##### Data for the task #####
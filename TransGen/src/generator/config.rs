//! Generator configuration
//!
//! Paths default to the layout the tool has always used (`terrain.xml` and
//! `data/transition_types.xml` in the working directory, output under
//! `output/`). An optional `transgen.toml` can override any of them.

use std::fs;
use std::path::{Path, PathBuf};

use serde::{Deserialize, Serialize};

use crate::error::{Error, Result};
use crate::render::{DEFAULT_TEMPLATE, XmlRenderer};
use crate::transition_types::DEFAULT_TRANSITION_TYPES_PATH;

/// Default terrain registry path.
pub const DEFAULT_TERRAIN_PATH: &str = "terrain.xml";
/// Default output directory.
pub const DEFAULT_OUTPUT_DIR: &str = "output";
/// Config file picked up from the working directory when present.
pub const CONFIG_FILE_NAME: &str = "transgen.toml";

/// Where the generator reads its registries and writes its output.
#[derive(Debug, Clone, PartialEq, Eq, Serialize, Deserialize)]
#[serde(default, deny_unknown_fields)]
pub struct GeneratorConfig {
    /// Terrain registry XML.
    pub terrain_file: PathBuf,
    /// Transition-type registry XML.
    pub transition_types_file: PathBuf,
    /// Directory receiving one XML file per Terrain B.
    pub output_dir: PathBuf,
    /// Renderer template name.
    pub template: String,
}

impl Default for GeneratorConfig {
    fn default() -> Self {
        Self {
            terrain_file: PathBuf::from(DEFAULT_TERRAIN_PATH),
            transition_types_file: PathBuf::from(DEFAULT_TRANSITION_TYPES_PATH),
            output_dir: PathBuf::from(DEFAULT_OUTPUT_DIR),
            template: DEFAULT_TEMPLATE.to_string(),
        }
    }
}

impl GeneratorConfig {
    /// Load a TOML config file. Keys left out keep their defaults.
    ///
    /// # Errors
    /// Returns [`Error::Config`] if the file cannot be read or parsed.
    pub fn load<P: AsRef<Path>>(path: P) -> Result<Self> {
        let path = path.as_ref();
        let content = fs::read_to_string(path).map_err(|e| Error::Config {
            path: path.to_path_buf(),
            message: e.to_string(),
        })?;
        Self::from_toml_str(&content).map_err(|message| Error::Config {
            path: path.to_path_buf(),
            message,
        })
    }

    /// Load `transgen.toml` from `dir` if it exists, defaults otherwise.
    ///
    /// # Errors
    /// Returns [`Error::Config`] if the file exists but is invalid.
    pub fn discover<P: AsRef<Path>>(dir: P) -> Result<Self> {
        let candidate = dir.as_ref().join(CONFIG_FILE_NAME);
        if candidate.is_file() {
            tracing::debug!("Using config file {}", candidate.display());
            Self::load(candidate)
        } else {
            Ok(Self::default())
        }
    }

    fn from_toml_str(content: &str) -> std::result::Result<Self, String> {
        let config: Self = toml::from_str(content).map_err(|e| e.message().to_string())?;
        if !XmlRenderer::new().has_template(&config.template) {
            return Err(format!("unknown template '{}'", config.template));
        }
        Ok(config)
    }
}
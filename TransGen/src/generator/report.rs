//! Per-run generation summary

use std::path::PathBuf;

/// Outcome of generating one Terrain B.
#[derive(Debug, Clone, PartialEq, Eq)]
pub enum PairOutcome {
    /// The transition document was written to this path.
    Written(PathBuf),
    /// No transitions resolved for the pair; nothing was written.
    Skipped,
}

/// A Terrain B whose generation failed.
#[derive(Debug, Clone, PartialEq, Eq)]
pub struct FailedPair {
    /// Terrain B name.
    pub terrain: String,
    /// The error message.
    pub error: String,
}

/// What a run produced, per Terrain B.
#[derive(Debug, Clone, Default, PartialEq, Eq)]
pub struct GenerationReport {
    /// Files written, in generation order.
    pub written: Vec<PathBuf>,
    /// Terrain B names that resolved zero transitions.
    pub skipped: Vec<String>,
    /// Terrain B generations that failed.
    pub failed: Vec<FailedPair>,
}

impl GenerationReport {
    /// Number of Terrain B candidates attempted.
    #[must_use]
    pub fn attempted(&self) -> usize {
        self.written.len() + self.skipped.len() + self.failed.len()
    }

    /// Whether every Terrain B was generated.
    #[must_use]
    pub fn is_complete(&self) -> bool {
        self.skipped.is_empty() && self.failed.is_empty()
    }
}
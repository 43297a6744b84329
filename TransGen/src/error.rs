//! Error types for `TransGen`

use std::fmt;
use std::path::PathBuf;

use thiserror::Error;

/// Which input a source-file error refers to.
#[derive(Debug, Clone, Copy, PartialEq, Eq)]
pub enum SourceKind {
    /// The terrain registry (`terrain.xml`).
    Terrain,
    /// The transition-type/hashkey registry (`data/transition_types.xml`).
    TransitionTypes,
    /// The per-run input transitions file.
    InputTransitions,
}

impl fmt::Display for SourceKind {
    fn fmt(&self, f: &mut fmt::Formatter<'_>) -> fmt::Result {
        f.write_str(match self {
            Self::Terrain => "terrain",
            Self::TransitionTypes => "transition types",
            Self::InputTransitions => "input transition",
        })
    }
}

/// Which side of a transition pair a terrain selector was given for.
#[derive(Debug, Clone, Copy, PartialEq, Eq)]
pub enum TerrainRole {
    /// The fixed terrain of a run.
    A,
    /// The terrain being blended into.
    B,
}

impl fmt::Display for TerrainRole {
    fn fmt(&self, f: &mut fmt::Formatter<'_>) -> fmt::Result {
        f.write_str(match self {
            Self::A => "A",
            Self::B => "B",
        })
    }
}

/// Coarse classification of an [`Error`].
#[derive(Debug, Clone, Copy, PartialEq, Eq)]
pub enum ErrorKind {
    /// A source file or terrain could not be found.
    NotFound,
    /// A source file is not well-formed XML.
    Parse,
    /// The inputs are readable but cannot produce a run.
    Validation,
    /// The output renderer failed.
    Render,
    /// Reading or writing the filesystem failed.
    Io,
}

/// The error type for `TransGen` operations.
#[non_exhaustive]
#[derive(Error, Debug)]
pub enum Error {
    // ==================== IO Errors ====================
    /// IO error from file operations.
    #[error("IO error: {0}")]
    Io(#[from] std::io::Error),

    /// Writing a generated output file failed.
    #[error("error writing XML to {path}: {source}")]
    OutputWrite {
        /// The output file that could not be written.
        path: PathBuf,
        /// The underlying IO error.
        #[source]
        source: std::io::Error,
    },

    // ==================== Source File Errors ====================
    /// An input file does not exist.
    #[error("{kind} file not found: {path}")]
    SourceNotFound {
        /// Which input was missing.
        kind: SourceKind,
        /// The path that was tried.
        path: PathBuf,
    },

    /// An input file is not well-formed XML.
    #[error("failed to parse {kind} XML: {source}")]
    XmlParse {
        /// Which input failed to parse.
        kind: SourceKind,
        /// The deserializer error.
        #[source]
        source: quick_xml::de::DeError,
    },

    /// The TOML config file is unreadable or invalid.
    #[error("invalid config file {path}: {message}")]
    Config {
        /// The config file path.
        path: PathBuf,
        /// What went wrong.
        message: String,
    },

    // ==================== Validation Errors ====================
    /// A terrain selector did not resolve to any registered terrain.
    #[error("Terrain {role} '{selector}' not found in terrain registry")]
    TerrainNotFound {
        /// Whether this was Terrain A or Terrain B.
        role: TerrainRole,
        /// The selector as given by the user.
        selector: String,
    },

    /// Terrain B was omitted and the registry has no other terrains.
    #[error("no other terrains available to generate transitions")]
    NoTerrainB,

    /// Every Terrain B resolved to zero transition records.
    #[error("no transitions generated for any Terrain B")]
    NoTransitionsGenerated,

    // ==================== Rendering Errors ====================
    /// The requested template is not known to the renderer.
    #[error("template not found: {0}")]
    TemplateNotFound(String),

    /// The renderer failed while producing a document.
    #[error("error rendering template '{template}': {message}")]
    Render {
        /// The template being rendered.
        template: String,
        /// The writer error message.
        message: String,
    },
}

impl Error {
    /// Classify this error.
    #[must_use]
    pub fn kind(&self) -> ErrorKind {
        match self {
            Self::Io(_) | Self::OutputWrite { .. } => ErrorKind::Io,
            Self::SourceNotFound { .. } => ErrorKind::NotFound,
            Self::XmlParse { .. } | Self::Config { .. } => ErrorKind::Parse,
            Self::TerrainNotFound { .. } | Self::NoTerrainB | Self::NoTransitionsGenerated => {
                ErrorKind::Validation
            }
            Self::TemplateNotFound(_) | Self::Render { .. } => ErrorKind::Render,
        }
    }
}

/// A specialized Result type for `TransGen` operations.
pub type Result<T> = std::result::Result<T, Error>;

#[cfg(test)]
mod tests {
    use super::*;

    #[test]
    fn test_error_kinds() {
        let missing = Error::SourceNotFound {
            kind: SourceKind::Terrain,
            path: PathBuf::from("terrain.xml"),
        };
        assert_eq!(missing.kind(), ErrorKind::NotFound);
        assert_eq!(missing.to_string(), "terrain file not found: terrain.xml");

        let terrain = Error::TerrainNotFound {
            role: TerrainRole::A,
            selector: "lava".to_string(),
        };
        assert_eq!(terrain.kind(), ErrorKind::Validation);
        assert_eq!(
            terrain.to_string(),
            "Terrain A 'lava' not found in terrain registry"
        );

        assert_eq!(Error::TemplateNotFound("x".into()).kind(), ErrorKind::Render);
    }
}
#####
● **Exercise objective**
From the records above, retype only the lines starting at the line that contains "Paths default to" and ending at the line that contains "directory when present.", both included.

● **Response for this exercise**
//! Paths default to the layout the tool has always used (`terrain.xml` and
//! `data/transition_types.xml` in the working directory, output under
//! `output/`). An optional `transgen.toml` can override any of them.

use std::fs;
use std::path::{Path, PathBuf};

use serde::{Deserialize, Serialize};

use crate::error::{Error, Result};
use crate::render::{DEFAULT_TEMPLATE, XmlRenderer};
use crate::transition_types::DEFAULT_TRANSITION_TYPES_PATH;

/// Default terrain registry path.
pub const DEFAULT_TERRAIN_PATH: &str = "terrain.xml";
/// Default output directory.
pub const DEFAULT_OUTPUT_DIR: &str = "output";
/// Config file picked up from the working directory when present.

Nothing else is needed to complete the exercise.